## 37.19 Normalization revisited

Normalization commutes with smooth base change.

Lemma 37.19.1. Let $f : Y \to X$ be a smooth morphism of schemes. Let $\mathcal{A}$ be a quasi-coherent sheaf of $\mathcal{O}_ X$-algebras. The integral closure of $\mathcal{O}_ Y$ in $f^*\mathcal{A}$ is equal to $f^*\mathcal{A}'$ where $\mathcal{A}' \subset \mathcal{A}$ is the integral closure of $\mathcal{O}_ X$ in $\mathcal{A}$.

Proof. This is a translation of Algebra, Lemma 10.147.4 into the language of schemes. Details omitted. $\square$

$\xymatrix{ Y_2 \ar[r] \ar[d]_{f_2} & Y_1 \ar[d]^{f_1} \\ X_2 \ar[r]^\varphi & X_1 }$

be a fibre square in the category of schemes. Assume $f_1$ is quasi-compact and quasi-separated, and $\varphi$ is smooth. Let $Y_ i \to X_ i' \to X_ i$ be the normalization of $X_ i$ in $Y_ i$. Then $X_2' \cong X_2 \times _{X_1} X_1'$.

Proof.
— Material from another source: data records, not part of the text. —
//! Search pipeline configuration.
//!
//! ## Environment
//!
//! - `QUERY_CACHE_TTL_SECS`: volatile cache expiry (default: 86400)
//! - `QUERY_CACHE_MEMORY_CAPACITY`: in-process cache size (default: 1000)
//! - `ATELIER_GEN_TIMEOUT_SECS`: bound on the generative tier (default: 20)
//! - `REDIS_ENABLED`: set to "false" or "0" to skip Redis (default: true)
//! - `REDIS_URL`: Redis connection URL (default: redis://localhost:6379)

use std::time::Duration;

use atelier_core::defaults;

/// Configuration for query resolution and its caches.
#[derive(Debug, Clone)]
pub struct SearchConfig {
    /// Expiry of volatile cache entries.
    pub cache_ttl: Duration,
    /// Capacity of the in-process cache used when Redis is unavailable.
    pub memory_capacity: usize,
    /// Upper bound on one generative resolution.
    pub gen_timeout: Duration,
    pub redis_enabled: bool,
    pub redis_url: String,
}

impl Default for SearchConfig {
    fn default() -> Self {
        Self {
            cache_ttl: Duration::from_secs(defaults::QUERY_CACHE_TTL_SECS),
            memory_capacity: defaults::QUERY_CACHE_MEMORY_CAPACITY,
            gen_timeout: Duration::from_secs(defaults::QUERY_GEN_TIMEOUT_SECS),
            redis_enabled: true,
            redis_url: defaults::REDIS_URL.to_string(),
        }
    }
}

impl SearchConfig {
    /// Read configuration from the environment, falling back to defaults.
    pub fn from_env() -> Self {
        let base = Self::default();

        let cache_ttl = env_parse::<u64>("QUERY_CACHE_TTL_SECS")
            .map(Duration::from_secs)
            .unwrap_or(base.cache_ttl);
        let memory_capacity = env_parse::<usize>("QUERY_CACHE_MEMORY_CAPACITY")
            .filter(|n| *n > 0)
            .unwrap_or(base.memory_capacity);
        let gen_timeout = env_parse::<u64>("ATELIER_GEN_TIMEOUT_SECS")
            .filter(|n| *n > 0)
            .map(Duration::from_secs)
            .unwrap_or(base.gen_timeout);
        let redis_enabled = std::env::var("REDIS_ENABLED")
            .map(|v| v != "false" && v != "0")
            .unwrap_or(true);
        let redis_url = std::env::var("REDIS_URL").unwrap_or(base.redis_url);

        Self {
            cache_ttl,
            memory_capacity,
            gen_timeout,
            redis_enabled,
            redis_url,
        }
    }

    pub fn with_cache_ttl(mut self, ttl: Duration) -> Self {
        self.cache_ttl = ttl;
        self
    }

    pub fn with_memory_capacity(mut self, capacity: usize) -> Self {
        self.memory_capacity = capacity;
        self
    }

    pub fn with_gen_timeout(mut self, timeout: Duration) -> Self {
        self.gen_timeout = timeout;
        self
    }

    /// Disable Redis; the in-process cache is used instead.
    pub fn without_redis(mut self) -> Self {
        self.redis_enabled = false;
        self
    }

    pub fn with_redis_url(mut self, url: impl Into<String>) -> Self {
        self.redis_url = url.into();
        self.redis_enabled = true;
        self
    }
}

fn env_parse<T: std::str::FromStr>(name: &str) -> Option<T> {
    std::env::var(name).ok().and_then(|v| v.trim().parse().ok())
}
#[cfg(test)]
mod tests {
    use super::*;
    use std::collections::HashMap;
    use std::sync::Mutex;

    use async_trait::async_trait;

    /// Resolver answering from a fixed table, recording the contexts seen.
    #[derive(Default)]
    struct ScriptedResolver {
        answers: HashMap<String, ResolvedQuery>,
        contexts: Mutex<Vec<Option<String>>>,
    }

    impl ScriptedResolver {
        fn with(mut self, query: &str, rq: ResolvedQuery) -> Self {
            self.answers.insert(query.to_string(), rq);
            self
        }

        fn contexts(&self) -> Vec<Option<String>> {
            self.contexts.lock().unwrap().clone()
        }
    }

    #[async_trait]
    impl QueryResolution for ScriptedResolver {
        async fn resolve(&self, raw_query: &str, context: Option<&str>) -> ResolvedQuery {
            self.contexts
                .lock()
                .unwrap()
                .push(context.map(str::to_string));
            self.answers.get(raw_query).cloned().unwrap_or_default()
        }
    }

    fn rq(category: Option<&str>) -> ResolvedQuery {
        ResolvedQuery {
            category: category.map(str::to_string),
            ..Default::default()
        }
    }

    fn filter(rq: &mut ResolvedQuery, key: &str, value: FilterValue) {
        rq.filters.insert(key.to_string(), vec![value]);
    }

    fn neg_filter(rq: &mut ResolvedQuery, key: &str, value: FilterValue) {
        rq.negative_filters.insert(key.to_string(), vec![value]);
    }

    fn queries(items: &[&str]) -> Vec<String> {
        items.iter().map(|s| s.to_string()).collect()
    }

    fn merged(outcome: MergeOutcome) -> AccumulatedFilterState {
        match outcome {
            MergeOutcome::Merged(state) => state,
            MergeOutcome::Conflict { conflict, .. } => panic!("unexpected conflict: {:?}", conflict),
        }
    }

    #[tokio::test]
    async fn test_colors_union_across_queries() {
        let mut black_coat = rq(Some("Coats"));
        black_coat.colors = vec!["black".to_string()];
        let mut red = rq(None);
        red.colors = vec!["red".to_string()];
        let resolver = ScriptedResolver::default()
            .with("black coat", black_coat)
            .with("red", red);

        let state = merged(merge(&resolver, &queries(&["black coat", "red"]), None).await);

        assert_eq!(state.last_detected_category.as_deref(), Some("Coats"));
        assert_eq!(state.merged_colors, vec!["black", "red"]);
        assert!(state.trace.iter().all(|c| !c.is_contradictory));
        assert_eq!(
            resolver.contexts(),
            vec![None, Some("Coats".to_string())]
        );
    }

    #[tokio::test]
    async fn test_material_contradiction_keeps_first_value() {
        let mut leather = rq(Some("Jacket"));
        filter(&mut leather, "material", "leather".into());
        let mut cotton = rq(Some("Jacket"));
        filter(&mut cotton, "material", "cotton".into());
        let resolver = ScriptedResolver::default()
            .with("leather jacket", leather)
            .with("cotton jacket", cotton);

        let state = merged(
            merge(
                &resolver,
                &queries(&["leather jacket", "cotton jacket"]),
                None,
            )
            .await,
        );

        assert_eq!(state.merged_filters["material"], vec![FilterValue::from("leather")]);
        let second = &state.trace[1];
        assert!(second.is_contradictory);
        assert!(second.filters.is_empty());
        assert!(second
            .contradiction_reason
            .as_deref()
            .unwrap()
            .contains("material"));
        assert_eq!(
            second.contradiction_reason.as_deref(),
            Some("Contradicts previous filter for 'material'")
        );
    }

    #[tokio::test]
    async fn test_several_conflicting_keys_report_the_smallest() {
        let mut first = rq(Some("Jacket"));
        filter(&mut first, "material", "leather".into());
        filter(&mut first, "length", "long".into());
        let mut second = rq(Some("Jacket"));
        filter(&mut second, "material", "cotton".into());
        filter(&mut second, "length", "short".into());
        let resolver = ScriptedResolver::default()
            .with("long leather jacket", first)
            .with("short cotton jacket", second);

        let state = merged(
            merge(
                &resolver,
                &queries(&["long leather jacket", "short cotton jacket"]),
                None,
            )
            .await,
        );

        assert_eq!(
            state.trace[1].contradiction_reason.as_deref(),
            Some("Contradicts previous filter for 'length'")
        );
    }

    #[tokio::test]
    async fn test_negative_filter_against_snapshot() {
        let mut belted = rq(Some("Coats"));
        filter(&mut belted, "has_belt", true.into());
        let mut beltless = rq(None);
        neg_filter(&mut beltless, "has_belt", true.into());
        let resolver = ScriptedResolver::default()
            .with("belted coat", belted)
            .with("without belt", beltless);

        let state = merged(
            merge(&resolver, &queries(&["belted coat", "without belt"]), None).await,
        );

        let second = &state.trace[1];
        assert!(second.is_contradictory);
        assert_eq!(
            second.contradiction_reason.as_deref(),
            Some("Contradicts previous filter for 'has belt'")
        );
        assert!(state.merged_negative_filters.is_empty());
        assert_eq!(
            state.active_filter_snapshot["has_belt"],
            FilterValue::Bool(true)
        );
    }

    #[tokio::test]
    async fn test_consistent_negative_filter_merges() {
        let mut beltless = rq(Some("Coats"));
        neg_filter(&mut beltless, "has_belt", true.into());
        let mut no_belt = rq(None);
        filter(&mut no_belt, "has_belt", false.into());
        let resolver = ScriptedResolver::default()
            .with("coat without belt", beltless)
            .with("beltless", no_belt);

        let state = merged(
            merge(
                &resolver,
                &queries(&["coat without belt", "beltless"]),
                None,
            )
            .await,
        );

        assert!(state.trace.iter().all(|c| !c.is_contradictory));
        assert_eq!(
            state.merged_negative_filters["has_belt"],
            vec![FilterValue::Bool(true)]
        );
        assert_eq!(state.merged_filters["has_belt"], vec![FilterValue::Bool(false)]);
    }

    #[tokio::test]
    async fn test_self_contradiction_within_query() {
        let mut odd = rq(Some("Coats"));
        filter(&mut odd, "has_belt", true.into());
        neg_filter(&mut odd, "has_belt", true.into());
        odd.negative_colors = vec!["red".to_string()];
        let resolver = ScriptedResolver::default().with("belt no belt", odd);

        let state = merged(merge(&resolver, &queries(&["belt no belt"]), None).await);

        let only = &state.trace[0];
        assert!(only.is_contradictory);
        assert_eq!(
            only.contradiction_reason.as_deref(),
            Some("Contradicts within this query for 'has belt'")
        );
        assert!(state.merged_filters.is_empty());
        // Negative colors merge even from a contradictory query.
        assert_eq!(state.merged_negative_colors, vec!["red"]);
        assert_eq!(only.negative_colors, vec!["red"]);
        // Contradictory queries do not move the context.
        assert!(state.last_detected_category.is_none());
    }

    #[tokio::test]
    async fn test_previous_filter_takes_priority_over_self_contradiction() {
        let mut first = rq(Some("Coats"));
        filter(&mut first, "material", "wool".into());
        let mut second = rq(None);
        filter(&mut second, "material", "leather".into());
        neg_filter(&mut second, "material", "leather".into());
        let resolver = ScriptedResolver::default()
            .with("wool coat", first)
            .with("leather not leather", second);

        let state = merged(
            merge(
                &resolver,
                &queries(&["wool coat", "leather not leather"]),
                None,
            )
            .await,
        );
        assert_eq!(
            state.trace[1].contradiction_reason.as_deref(),
            Some("Contradicts previous filter for 'material'")
        );
    }

    #[tokio::test]
    async fn test_snapshot_tracks_latest_value_only() {
        let mut a = rq(Some("Coats"));
        filter(&mut a, "material", "wool".into());
        let mut b = rq(None);
        b.colors = vec!["black".to_string()];
        let mut c = rq(None);
        filter(&mut c, "material", "wool".into());
        let resolver = ScriptedResolver::default()
            .with("wool coat", a)
            .with("black", b)
            .with("wool again", c);

        let state = merged(
            merge(
                &resolver,
                &queries(&["wool coat", "black", "wool again"]),
                None,
            )
            .await,
        );
        assert!(state.trace.iter().all(|c| !c.is_contradictory));
        assert_eq!(state.merged_filters["material"], vec![FilterValue::from("wool")]);
    }

    #[tokio::test]
    async fn test_conflict_on_last_query() {
        let mut dress = rq(Some("Dress"));
        dress.colors = vec!["red".to_string()];
        let resolver = ScriptedResolver::default()
            .with("black", rq(Some("Coats")))
            .with("red dress", dress);

        let outcome = merge(&resolver, &queries(&["black", "red dress"]), Some("Coats")).await;

        match outcome {
            MergeOutcome::Conflict { conflict, trace } => {
                assert_eq!(
                    conflict,
                    ConflictSignal {
                        from: "Coats".to_string(),
                        to: "Dress".to_string(),
                        trigger: "red dress".to_string(),
                    }
                );
                assert_eq!(trace.len(), 1);
                assert_eq!(trace[0].query, "black");
            }
            other => panic!("expected conflict, got {:?}", other),
        }
    }

    #[tokio::test]
    async fn test_category_change_before_last_query_is_not_a_conflict() {
        let resolver = ScriptedResolver::default()
            .with("dress", rq(Some("Dress")))
            .with("red", rq(Some("Dress")));

        let state = merged(merge(&resolver, &queries(&["dress", "red"]), Some("Coats")).await);

        assert_eq!(state.last_detected_category.as_deref(), Some("Dress"));
        assert_eq!(state.trace[0].category.as_deref(), Some("Dress"));
        // Same category as the context: not attributed.
        assert_eq!(state.trace[1].category, None);
        assert_eq!(
            resolver.contexts(),
            vec![Some("Coats".to_string()), Some("Dress".to_string())]
        );
    }

    #[tokio::test]
    async fn test_same_category_in_different_case_is_not_a_conflict() {
        let resolver = ScriptedResolver::default().with("black coat", rq(Some("coats")));
        let outcome = merge(&resolver, &queries(&["black coat"]), Some("Coats")).await;
        assert!(matches!(outcome, MergeOutcome::Merged(_)));
    }

    #[tokio::test]
    async fn test_empty_result_is_marked_empty() {
        let resolver = ScriptedResolver::default();
        let state = merged(merge(&resolver, &queries(&["gibberish"]), None).await);
        assert!(state.trace[0].is_empty);
        assert!(!state.trace[0].is_contradictory);
    }

    #[tokio::test]
    async fn test_last_suggestion_wins() {
        let mut a = rq(Some("Coats"));
        a.suggestion = Some(Suggestion {
            text: "Add a material".to_string(),
            suggested_query: "wool coat".to_string(),
        });
        let mut b = rq(None);
        b.suggestion = Some(Suggestion {
            text: "Add a length".to_string(),
            suggested_query: "long coat".to_string(),
        });
        let resolver = ScriptedResolver::default().with("coat", a).with("warm", b);

        let state = merged(merge(&resolver, &queries(&["coat", "warm"]), None).await);
        assert_eq!(
            state.last_suggestion.map(|s| s.suggested_query),
            Some("long coat".to_string())
        );
    }

    #[test]
    fn test_fold_values_dedupe_in_insertion_order() {
        let mut fold = MergeFold::new(None);
        let mut a = rq(Some("Coats"));
        a.filters
            .insert("material".to_string(), vec!["wool".into(), "cashmere".into()]);
        fold.absorb("a", a, false);
        let mut b = rq(None);
        b.filters
            .insert("material".to_string(), vec!["wool".into(), "tweed".into()]);
        fold.absorb("b", b, true);

        let state = fold.finish();
        assert_eq!(
            state.merged_filters["material"],
            vec![
                FilterValue::from("wool"),
                FilterValue::from("cashmere"),
                FilterValue::from("tweed")
            ]
        );
    }
}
The base change of the factorization $Y_1 \to X_1' \to X_1$ to $X_2$ is a factorization $Y_2 \to X_2 \times _{X_1} X_1' \to X_2$ and $X_2 \times _{X_1} X_1' \to X_2$ is integral (Morphisms, Lemma 29.44.6). Hence we get a morphism $h : X_2' \to X_2 \times _{X_1} X_1'$ by the universal property of Morphisms, Lemma 29.53.4. Observe that $X_2'$ is the relative spectrum of the integral closure of $\mathcal{O}_{X_2}$ in $f_{2, *}\mathcal{O}_{Y_2}$. If $\mathcal{A}' \subset f_{1, *}\mathcal{O}_{Y_1}$ denotes the integral closure of $\mathcal{O}_{X_1}$, then $X_2 \times _{X_1} X_1'$ is the relative spectrum of $\varphi ^*\mathcal{A}'$, see Constructions, Lemma 27.4.6. By Cohomology of Schemes, Lemma 30.5.2 we know that $f_{2, *}\mathcal{O}_{Y_2} = \varphi ^*f_{1, *}\mathcal{O}_{Y_1}$. Hence the result follows from Lemma 37.19.1. $\square$

Lemma 37.19.3 (Normalization and smooth morphisms). Let $X \to Y$ be a smooth morphism of schemes. Assume every quasi-compact open of $Y$ has finitely many irreducible components. Then the same is true for $X$ and there is a unique isomorphism $X^\nu = X \times _ Y Y^\nu$ over $X$ where $X^\nu$, $Y^\nu$ are the normalizations of $X$, $Y$.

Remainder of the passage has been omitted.